Whenever a line contains "approved", include it in the count; reply with the number of such lines in the data and nothing else.

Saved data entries
----------------------------------------

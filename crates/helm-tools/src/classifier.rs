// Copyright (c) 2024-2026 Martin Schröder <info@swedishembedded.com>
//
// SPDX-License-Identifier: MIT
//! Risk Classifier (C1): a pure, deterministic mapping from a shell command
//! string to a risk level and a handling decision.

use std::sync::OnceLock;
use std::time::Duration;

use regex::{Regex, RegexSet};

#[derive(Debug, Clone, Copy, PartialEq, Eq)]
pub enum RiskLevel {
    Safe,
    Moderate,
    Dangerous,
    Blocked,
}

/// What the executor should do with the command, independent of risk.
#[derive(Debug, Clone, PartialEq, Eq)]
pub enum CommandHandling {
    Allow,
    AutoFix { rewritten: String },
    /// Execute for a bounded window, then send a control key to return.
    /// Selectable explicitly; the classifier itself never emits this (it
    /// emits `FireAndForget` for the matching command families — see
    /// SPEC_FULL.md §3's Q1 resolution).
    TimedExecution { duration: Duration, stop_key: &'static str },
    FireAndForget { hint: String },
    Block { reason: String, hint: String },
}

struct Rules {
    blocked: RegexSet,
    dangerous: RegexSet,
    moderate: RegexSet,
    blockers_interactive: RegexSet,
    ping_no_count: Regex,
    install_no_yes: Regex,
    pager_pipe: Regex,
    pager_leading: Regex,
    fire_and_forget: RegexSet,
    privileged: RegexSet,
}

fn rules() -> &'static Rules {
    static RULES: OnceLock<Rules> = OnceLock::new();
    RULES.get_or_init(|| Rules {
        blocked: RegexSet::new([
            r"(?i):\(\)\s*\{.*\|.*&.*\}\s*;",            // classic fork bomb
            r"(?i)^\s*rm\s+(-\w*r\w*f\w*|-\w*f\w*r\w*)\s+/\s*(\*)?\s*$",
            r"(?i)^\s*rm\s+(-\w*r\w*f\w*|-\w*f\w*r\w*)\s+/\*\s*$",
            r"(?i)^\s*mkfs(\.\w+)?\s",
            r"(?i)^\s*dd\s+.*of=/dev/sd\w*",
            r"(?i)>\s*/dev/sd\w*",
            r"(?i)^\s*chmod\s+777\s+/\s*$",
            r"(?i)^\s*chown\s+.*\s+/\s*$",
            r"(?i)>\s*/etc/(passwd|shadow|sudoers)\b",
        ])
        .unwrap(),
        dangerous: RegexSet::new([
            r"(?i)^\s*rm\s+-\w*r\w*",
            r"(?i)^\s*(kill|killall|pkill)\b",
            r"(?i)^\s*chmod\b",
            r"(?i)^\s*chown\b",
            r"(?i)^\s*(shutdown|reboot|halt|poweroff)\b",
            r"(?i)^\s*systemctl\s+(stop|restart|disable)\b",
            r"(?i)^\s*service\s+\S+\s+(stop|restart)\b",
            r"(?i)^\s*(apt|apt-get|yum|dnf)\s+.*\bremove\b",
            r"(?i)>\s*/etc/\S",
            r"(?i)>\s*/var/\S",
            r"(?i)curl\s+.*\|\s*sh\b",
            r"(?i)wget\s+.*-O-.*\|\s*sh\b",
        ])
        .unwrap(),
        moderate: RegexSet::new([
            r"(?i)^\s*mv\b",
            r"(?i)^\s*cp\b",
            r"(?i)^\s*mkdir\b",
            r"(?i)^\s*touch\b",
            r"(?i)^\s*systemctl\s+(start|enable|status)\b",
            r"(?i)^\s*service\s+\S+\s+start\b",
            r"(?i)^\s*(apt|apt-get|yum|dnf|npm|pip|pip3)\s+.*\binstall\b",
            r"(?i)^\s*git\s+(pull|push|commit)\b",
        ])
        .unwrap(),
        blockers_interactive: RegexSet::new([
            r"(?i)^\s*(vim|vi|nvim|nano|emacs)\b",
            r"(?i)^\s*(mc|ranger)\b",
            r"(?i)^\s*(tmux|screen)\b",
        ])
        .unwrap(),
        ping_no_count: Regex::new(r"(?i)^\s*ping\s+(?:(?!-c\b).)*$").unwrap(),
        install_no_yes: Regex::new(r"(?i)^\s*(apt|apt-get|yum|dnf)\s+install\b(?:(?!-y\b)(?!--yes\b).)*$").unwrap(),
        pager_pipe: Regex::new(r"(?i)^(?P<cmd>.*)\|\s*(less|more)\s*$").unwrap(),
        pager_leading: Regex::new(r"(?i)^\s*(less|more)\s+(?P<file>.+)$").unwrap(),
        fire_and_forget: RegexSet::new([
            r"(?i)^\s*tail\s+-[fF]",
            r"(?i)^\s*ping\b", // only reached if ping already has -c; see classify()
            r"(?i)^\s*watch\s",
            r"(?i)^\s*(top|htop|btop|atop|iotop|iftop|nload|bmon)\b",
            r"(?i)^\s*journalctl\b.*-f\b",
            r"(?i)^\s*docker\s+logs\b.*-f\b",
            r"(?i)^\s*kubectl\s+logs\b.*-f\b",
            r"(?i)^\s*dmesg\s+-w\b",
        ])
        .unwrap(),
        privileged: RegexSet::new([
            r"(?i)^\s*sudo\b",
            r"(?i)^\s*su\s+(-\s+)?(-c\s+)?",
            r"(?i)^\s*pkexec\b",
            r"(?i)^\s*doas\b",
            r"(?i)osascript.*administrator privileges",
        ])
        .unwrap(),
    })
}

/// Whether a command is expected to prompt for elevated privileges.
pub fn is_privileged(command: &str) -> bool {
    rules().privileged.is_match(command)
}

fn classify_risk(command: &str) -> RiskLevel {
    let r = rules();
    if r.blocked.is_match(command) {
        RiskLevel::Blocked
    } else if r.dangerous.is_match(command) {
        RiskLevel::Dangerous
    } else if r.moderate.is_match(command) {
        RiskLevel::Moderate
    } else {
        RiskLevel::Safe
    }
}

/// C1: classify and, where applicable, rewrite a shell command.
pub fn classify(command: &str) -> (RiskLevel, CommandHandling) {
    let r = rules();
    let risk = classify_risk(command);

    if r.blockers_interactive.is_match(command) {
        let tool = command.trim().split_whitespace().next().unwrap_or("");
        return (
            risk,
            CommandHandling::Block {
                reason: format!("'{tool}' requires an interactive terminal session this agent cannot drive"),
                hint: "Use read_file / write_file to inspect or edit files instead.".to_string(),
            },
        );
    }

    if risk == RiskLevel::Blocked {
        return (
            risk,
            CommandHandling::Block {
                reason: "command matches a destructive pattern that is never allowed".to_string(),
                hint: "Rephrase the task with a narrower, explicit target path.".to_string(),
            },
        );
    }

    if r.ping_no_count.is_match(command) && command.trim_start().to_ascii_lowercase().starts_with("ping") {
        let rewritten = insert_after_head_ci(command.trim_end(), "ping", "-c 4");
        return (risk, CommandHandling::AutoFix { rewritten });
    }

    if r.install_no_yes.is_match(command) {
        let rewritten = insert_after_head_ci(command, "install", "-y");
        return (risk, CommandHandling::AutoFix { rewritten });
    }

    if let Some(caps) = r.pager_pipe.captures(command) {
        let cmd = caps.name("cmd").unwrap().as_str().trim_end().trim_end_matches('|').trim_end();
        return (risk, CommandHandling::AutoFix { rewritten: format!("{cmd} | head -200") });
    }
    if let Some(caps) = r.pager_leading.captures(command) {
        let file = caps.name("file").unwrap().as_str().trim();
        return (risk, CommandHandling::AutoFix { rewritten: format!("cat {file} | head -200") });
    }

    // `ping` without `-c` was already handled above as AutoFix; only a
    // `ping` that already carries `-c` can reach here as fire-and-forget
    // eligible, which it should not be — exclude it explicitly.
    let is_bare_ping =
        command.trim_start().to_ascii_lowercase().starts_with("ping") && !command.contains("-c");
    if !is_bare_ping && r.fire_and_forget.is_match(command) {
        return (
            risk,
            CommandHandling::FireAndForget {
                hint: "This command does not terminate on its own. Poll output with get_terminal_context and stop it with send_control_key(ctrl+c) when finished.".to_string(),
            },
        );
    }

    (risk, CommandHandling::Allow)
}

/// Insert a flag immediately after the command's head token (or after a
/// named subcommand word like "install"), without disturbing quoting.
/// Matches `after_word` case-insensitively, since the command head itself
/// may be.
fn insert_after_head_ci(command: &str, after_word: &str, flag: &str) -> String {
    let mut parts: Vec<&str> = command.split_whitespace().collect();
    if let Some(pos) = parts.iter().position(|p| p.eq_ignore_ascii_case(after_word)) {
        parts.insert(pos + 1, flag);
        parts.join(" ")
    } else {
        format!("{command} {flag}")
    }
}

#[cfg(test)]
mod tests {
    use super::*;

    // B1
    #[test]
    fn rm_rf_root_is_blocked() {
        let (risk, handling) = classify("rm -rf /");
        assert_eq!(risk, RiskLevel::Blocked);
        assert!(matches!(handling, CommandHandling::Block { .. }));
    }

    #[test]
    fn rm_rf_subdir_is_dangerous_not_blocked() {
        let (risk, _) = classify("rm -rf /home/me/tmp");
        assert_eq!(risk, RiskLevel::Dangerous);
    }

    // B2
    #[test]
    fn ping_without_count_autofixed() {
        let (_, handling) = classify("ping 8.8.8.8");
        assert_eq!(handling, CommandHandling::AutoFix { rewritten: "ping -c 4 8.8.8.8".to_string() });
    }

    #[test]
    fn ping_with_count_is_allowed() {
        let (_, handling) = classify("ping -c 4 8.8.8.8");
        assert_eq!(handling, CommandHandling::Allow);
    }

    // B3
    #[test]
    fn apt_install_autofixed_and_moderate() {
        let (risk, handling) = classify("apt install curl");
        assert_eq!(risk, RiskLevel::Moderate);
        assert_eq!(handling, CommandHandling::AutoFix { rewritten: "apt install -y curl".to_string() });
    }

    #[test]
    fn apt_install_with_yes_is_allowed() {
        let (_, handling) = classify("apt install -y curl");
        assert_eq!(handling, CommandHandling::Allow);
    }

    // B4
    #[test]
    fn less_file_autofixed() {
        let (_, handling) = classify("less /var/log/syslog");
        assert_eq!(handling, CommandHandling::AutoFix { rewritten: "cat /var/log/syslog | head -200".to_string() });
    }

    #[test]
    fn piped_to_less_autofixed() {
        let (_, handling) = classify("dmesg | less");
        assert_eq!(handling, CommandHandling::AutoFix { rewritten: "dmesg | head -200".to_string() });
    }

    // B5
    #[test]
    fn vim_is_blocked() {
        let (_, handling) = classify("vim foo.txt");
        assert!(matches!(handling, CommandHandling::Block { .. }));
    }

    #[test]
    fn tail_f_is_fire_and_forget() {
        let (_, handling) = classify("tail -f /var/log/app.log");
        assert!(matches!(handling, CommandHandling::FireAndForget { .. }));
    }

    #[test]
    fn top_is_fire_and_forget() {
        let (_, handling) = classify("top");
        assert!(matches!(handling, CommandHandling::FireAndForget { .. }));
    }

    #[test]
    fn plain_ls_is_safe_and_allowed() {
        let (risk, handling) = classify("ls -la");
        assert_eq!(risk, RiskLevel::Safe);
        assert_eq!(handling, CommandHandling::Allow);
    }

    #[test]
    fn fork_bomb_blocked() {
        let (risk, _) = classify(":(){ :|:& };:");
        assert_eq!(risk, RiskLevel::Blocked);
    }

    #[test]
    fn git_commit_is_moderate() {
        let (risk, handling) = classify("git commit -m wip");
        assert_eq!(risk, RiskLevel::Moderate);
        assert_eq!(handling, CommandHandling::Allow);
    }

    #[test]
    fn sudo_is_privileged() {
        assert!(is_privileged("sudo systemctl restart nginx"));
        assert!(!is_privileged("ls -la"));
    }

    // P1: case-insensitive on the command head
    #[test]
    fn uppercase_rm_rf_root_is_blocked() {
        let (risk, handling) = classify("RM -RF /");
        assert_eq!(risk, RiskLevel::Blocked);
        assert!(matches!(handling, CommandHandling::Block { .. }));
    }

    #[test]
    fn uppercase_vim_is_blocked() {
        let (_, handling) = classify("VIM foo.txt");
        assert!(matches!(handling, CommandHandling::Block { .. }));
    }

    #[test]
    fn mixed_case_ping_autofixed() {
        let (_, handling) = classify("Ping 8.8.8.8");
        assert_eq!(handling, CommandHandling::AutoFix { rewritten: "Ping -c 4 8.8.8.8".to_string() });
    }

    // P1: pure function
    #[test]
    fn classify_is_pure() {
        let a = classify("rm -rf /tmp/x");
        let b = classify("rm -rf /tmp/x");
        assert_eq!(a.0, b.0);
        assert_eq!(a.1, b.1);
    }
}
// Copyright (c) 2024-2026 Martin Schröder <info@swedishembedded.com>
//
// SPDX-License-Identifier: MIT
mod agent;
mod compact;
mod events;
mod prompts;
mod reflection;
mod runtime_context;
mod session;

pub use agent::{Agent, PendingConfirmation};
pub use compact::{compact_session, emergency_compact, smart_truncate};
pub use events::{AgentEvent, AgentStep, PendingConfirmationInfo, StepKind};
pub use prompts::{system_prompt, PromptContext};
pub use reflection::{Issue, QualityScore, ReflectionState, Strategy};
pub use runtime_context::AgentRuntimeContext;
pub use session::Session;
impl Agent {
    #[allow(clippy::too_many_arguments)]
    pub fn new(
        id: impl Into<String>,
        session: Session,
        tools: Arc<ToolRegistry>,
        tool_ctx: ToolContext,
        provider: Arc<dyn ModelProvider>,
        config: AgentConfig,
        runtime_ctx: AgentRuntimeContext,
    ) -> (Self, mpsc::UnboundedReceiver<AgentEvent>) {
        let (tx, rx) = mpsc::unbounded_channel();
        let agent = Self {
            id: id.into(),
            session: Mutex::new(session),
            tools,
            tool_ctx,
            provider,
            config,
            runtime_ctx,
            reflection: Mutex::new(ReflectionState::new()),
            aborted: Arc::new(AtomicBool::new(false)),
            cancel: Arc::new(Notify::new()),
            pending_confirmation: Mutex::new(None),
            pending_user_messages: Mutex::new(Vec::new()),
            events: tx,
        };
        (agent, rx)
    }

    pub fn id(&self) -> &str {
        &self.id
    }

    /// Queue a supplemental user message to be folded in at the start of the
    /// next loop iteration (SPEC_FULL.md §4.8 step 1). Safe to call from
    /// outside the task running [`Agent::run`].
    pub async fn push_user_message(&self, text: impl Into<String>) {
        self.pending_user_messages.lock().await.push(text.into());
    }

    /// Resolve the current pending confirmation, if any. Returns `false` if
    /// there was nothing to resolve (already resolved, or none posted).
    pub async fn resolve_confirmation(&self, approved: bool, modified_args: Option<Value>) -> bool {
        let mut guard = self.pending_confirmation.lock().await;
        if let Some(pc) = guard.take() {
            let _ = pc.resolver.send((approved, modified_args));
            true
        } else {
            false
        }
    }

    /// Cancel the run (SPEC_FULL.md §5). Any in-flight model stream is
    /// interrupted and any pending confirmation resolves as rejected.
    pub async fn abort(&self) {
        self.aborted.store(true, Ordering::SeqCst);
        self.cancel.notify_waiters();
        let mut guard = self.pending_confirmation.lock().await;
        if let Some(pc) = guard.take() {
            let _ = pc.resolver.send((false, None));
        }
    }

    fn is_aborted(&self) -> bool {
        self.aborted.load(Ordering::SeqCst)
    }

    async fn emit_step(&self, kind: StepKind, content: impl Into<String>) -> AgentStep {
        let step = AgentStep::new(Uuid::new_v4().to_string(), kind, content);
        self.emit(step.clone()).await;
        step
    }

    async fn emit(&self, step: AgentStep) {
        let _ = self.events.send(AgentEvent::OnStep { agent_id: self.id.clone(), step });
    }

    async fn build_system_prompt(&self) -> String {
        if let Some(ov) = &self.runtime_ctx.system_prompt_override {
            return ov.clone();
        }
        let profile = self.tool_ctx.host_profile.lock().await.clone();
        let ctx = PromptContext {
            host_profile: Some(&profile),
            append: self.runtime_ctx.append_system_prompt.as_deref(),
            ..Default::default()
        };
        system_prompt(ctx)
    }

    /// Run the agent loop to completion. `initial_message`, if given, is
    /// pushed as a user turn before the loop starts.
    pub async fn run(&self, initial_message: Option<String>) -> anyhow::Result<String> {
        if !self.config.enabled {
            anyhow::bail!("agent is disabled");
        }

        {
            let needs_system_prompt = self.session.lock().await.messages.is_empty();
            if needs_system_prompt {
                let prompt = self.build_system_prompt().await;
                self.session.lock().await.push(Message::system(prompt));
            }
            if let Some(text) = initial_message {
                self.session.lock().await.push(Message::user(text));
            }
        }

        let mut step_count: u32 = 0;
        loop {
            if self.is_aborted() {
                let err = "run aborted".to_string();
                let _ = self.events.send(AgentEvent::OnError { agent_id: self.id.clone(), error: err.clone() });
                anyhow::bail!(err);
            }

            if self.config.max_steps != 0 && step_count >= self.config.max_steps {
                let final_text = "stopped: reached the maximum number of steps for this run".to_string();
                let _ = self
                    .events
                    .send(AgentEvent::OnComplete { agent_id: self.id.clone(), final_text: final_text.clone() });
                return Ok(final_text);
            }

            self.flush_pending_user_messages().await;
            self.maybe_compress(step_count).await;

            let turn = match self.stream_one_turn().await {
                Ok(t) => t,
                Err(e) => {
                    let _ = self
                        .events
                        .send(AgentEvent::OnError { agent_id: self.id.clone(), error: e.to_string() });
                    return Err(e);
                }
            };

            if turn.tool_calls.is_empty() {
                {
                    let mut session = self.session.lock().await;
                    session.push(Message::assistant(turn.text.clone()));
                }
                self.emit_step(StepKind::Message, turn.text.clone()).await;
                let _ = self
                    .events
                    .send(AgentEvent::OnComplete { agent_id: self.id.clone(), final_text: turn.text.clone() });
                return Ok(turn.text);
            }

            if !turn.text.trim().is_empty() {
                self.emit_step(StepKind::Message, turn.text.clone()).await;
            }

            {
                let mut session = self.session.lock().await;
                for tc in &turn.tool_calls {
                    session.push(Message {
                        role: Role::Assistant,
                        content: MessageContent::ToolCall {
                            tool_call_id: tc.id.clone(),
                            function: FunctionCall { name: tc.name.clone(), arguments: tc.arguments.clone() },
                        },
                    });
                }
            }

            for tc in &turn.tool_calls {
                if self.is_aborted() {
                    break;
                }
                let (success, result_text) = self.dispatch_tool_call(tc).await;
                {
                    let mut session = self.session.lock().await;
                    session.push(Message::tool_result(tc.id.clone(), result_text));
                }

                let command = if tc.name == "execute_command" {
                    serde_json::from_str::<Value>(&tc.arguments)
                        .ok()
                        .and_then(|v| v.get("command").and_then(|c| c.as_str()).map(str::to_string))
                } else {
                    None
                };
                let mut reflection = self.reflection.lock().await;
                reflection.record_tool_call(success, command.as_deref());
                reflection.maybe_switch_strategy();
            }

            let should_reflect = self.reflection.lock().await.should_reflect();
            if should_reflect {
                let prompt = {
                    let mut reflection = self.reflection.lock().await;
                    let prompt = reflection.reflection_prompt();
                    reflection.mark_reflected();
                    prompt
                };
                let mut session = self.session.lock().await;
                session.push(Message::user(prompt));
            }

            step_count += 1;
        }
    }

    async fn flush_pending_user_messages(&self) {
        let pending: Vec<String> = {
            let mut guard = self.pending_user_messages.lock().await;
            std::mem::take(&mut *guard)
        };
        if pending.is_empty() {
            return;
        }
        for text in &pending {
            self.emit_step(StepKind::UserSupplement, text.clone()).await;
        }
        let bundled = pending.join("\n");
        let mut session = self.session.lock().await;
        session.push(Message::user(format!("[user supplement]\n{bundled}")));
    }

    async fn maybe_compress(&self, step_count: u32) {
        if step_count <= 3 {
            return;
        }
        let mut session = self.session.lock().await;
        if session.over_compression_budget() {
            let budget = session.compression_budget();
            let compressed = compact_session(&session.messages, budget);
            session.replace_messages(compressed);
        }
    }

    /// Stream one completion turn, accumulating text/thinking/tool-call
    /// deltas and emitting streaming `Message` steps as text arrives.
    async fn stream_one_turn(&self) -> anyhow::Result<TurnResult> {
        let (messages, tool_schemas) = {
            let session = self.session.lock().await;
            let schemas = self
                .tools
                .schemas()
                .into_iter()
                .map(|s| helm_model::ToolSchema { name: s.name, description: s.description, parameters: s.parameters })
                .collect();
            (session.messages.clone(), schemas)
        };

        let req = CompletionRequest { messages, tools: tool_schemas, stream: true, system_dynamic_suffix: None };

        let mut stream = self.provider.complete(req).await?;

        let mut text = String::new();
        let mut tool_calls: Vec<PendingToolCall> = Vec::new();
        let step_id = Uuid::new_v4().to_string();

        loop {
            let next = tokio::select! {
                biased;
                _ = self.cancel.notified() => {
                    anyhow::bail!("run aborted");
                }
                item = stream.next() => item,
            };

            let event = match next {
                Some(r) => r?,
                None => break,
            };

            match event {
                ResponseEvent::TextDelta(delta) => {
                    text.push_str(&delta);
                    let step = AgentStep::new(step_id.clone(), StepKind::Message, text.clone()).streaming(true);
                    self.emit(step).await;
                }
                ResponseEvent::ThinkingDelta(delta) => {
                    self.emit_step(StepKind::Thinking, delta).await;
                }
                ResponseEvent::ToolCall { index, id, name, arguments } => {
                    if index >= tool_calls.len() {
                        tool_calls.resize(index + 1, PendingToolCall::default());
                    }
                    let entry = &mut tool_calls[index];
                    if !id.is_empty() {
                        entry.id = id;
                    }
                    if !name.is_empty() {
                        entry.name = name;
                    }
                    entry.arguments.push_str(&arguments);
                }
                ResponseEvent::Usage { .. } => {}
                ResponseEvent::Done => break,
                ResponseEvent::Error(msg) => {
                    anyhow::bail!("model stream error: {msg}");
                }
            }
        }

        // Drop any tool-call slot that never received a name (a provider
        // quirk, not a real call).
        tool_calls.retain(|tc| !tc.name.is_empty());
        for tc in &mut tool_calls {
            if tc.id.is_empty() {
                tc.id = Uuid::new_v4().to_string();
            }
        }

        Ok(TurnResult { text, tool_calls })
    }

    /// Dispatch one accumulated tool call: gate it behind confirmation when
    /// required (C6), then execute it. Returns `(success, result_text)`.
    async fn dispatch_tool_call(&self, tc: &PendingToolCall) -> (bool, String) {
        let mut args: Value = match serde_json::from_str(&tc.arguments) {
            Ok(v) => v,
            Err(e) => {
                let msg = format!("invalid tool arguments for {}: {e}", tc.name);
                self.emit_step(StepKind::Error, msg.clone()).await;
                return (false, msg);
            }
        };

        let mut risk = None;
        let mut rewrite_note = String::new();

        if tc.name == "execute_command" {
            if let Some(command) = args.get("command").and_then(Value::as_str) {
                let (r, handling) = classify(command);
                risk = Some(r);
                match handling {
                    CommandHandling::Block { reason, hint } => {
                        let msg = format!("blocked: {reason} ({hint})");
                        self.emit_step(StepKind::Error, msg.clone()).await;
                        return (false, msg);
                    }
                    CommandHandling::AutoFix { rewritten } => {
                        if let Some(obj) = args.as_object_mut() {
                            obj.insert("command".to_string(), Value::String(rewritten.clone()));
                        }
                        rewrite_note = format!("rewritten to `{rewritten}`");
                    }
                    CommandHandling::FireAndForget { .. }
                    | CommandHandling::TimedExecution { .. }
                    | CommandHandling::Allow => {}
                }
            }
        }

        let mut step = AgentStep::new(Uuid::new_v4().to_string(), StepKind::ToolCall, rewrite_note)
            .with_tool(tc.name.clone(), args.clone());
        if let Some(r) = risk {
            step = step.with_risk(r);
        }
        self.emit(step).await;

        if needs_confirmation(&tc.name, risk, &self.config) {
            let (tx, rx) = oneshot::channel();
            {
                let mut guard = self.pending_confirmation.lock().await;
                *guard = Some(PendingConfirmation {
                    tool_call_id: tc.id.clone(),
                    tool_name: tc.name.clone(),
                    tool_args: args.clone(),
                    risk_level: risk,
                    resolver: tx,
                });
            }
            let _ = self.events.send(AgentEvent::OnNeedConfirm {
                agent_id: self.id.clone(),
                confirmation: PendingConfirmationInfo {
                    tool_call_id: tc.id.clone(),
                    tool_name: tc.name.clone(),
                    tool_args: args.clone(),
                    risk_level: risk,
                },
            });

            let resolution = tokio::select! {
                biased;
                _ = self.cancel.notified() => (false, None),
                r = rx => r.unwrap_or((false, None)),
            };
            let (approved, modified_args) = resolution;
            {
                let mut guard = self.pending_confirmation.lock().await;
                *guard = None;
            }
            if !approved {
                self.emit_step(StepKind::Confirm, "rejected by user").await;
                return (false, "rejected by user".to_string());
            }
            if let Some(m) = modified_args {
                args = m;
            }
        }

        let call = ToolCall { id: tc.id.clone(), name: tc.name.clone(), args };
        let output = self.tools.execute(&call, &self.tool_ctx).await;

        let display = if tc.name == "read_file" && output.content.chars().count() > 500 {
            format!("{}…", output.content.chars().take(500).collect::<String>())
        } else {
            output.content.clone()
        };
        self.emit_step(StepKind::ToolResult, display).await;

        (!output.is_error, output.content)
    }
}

----------------------------------------

→ SOLUTION TO THE EXERCISE: 4